24. The method of any one of claims claim 21-23, further comprising:

amplifying the influenza virus nucleic acid hybridized to the isolated probes; and detecting the amplified influenza virus nucleic acid.

25. The method of claim 24, wherein amplifying the influenza virus nucleic acid comprises PCR amplification.

26. The method of claim 24 or claim 25, wherein detecting the amplified influenza virus nucleic acid comprises sequencing the amplified influenza virus nucleic acid.

27. The method of any one of claims 21-26, wherein the probes are labelled with biotin and isolating the probes from the sample comprises contacting the sample with

streptavidin-labelled magnetic beads.

28. The method of any one of claims 21-27, wherein the sample is a biological sample.
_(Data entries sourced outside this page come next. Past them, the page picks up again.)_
//! REST endpoints for the chat assistant and conversation history.

use axum::extract::{Path, State};
use axum::http::StatusCode;
use axum::routing::{get, post};
use axum::{Json, Router};
use tracing::info;

use super::model::{ChatRequest, ChatResponse, Conversation, ConversationDetail};
use crate::api::AppState;
use crate::auth::AuthUser;
use crate::error::{ApiError, DatabaseError};

fn conversation_not_found(id: i64) -> ApiError {
    DatabaseError::NotFound {
        entity: "Conversation".to_string(),
        id: id.to_string(),
    }
    .into()
}

/// POST /api/{user_id}/chat
async fn chat(
    State(state): State<AppState>,
    AuthUser(user): AuthUser,
    Path(user_id): Path<i64>,
    Json(req): Json<ChatRequest>,
) -> Result<Json<ChatResponse>, ApiError> {
    if req.user_id != user_id {
        return Err(ApiError::BadRequest(
            "User ID in path does not match user ID in request body".to_string(),
        ));
    }
    if user.id != user_id {
        return Err(ApiError::Forbidden(
            "Not authorized to chat as this user".to_string(),
        ));
    }
    if req.message.trim().is_empty() {
        return Err(ApiError::BadRequest("Message must not be empty".to_string()));
    }

    let response = state.chat.chat(&req).await?;
    info!(
        user_id,
        conversation_id = response.conversation_id,
        success = response.success,
        tool_calls = response.tool_calls_executed.len(),
        "Chat turn handled"
    );
    Ok(Json(response))
}

/// GET /api/v1/conversations
async fn list_conversations(
    State(state): State<AppState>,
    AuthUser(user): AuthUser,
) -> Result<Json<Vec<Conversation>>, ApiError> {
    Ok(Json(state.db.list_conversations(user.id).await?))
}

/// GET /api/v1/conversations/{id}
async fn get_conversation(
    State(state): State<AppState>,
    AuthUser(user): AuthUser,
    Path(id): Path<i64>,
) -> Result<Json<ConversationDetail>, ApiError> {
    let conversation = state
        .db
        .get_conversation(user.id, id)
        .await?
        .ok_or_else(|| conversation_not_found(id))?;
    let messages = state.db.list_messages(conversation.id).await?;
    Ok(Json(ConversationDetail {
        conversation,
        messages,
    }))
}

/// DELETE /api/v1/conversations/{id}
async fn delete_conversation(
    State(state): State<AppState>,
    AuthUser(user): AuthUser,
    Path(id): Path<i64>,
) -> Result<StatusCode, ApiError> {
    if !state.db.delete_conversation(user.id, id).await? {
        return Err(conversation_not_found(id));
    }
    info!(conversation_id = id, user_id = user.id, "Conversation deleted");
    Ok(StatusCode::NO_CONTENT)
}

pub fn chat_routes(state: AppState) -> Router {
    Router::new()
        .route("/api/{user_id}/chat", post(chat))
        .route("/api/v1/conversations", get(list_conversations))
        .route(
            "/api/v1/conversations/{id}",
            get(get_conversation).delete(delete_conversation),
        )
        .with_state(state)
}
29. The method of claim 28, wherein the biological sample comprises a blood, saliva, mucus, nasal wash or swab sample.

30. The method of claim 28, wherein the biological sample comprises a tissue sample.
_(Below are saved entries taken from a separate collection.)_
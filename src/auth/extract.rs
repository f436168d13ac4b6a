//! Request extractors for the authenticated user and the client address.

use std::convert::Infallible;
use std::net::{IpAddr, Ipv4Addr, SocketAddr};

use axum::extract::{ConnectInfo, FromRequestParts};
use axum::http::header::AUTHORIZATION;
use axum::http::request::Parts;

use crate::api::AppState;
use crate::auth::model::User;
use crate::error::{ApiError, AuthError};

/// The user identified by the request's bearer token.
#[derive(Debug, Clone)]
pub struct AuthUser(pub User);

/// Extract the token from an `Authorization: Bearer <token>` header value.
pub fn bearer_token(header: &str) -> Option<&str> {
    let (scheme, token) = header.trim().split_once(' ')?;
    if !scheme.eq_ignore_ascii_case("bearer") {
        return None;
    }
    let token = token.trim();
    (!token.is_empty()).then_some(token)
}

impl FromRequestParts<AppState> for AuthUser {
    type Rejection = ApiError;

    async fn from_request_parts(
        parts: &mut Parts,
        state: &AppState,
    ) -> Result<Self, Self::Rejection> {
        let header = parts
            .headers
            .get(AUTHORIZATION)
            .and_then(|v| v.to_str().ok())
            .ok_or(AuthError::MissingToken)?;
        let token = bearer_token(header).ok_or(AuthError::InvalidToken)?;
        let claims = state.tokens.verify(token)?;

        let creds = state
            .db
            .get_user_by_email(&claims.sub)
            .await?
            .ok_or(AuthError::InvalidToken)?;
        Ok(AuthUser(creds.user))
    }
}

/// Peer IP of the connection; loopback when the server runs without connect info.
#[derive(Debug, Clone, Copy)]
pub struct ClientIp(pub IpAddr);

impl<S: Send + Sync> FromRequestParts<S> for ClientIp {
    type Rejection = Infallible;

    async fn from_request_parts(parts: &mut Parts, _state: &S) -> Result<Self, Self::Rejection> {
        let ip = parts
            .extensions
            .get::<ConnectInfo<SocketAddr>>()
            .map(|ConnectInfo(addr)| addr.ip())
            .unwrap_or(IpAddr::V4(Ipv4Addr::LOCALHOST));
        Ok(ClientIp(ip))
    }
}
31. The method of claim 30, wherein the tissue sample is a paraffin-embedded tissue sample.

32. A method of diagnosing a subject as having an influenza virus infection, comprising:

contacting a sample comprising nucleic acid molecules obtained from the subject with the probe set of any one of claims 1-10 under conditions sufficient to allow hybridization of any influenza virus nucleic acid present in the sample to probes of the probe set;

isolating the probes from the sample; and

detecting the presence of influenza virus nucleic acid hybridized to the isolated probes, thereby diagnosing the subject as having an influenza virus infection.

33. The method of claim 32, further comprising shearing the nucleic acid molecules in the sample prior to contacting the sample with the probe set.

34. The method of claim 33, further comprising preparing a library from the sheared nucleic acid and contacting the library with the probe set.

35. The method of any one of claims 32-34, further comprising:

36. The method of claim 35, wherein amplifying the influenza virus nucleic acid comprises PCR amplification or linear amplification.

37. The method of claim 35 or claim 36, wherein detecting the amplified influenza virus nucleic acid comprises sequencing the amplified influenza virus nucleic acid.

38. The method of any one of claims 32-37, wherein the probes are labelled with biotin and isolating the probes from the sample comprises contacting the sample with

streptavidin-labelled magnetic beads.

39. The method of any one of claims 32-38, wherein the sample is a biological sample.

40. The method of claim 39, wherein the biological sample comprises a blood, saliva, mucus, nasal wash or swab sample.

41. The method of claim 39, wherein the biological sample comprises a tissue sample.

42. The method of claim 41, wherein the tissue sample is a paraffin-embedded tissue sample.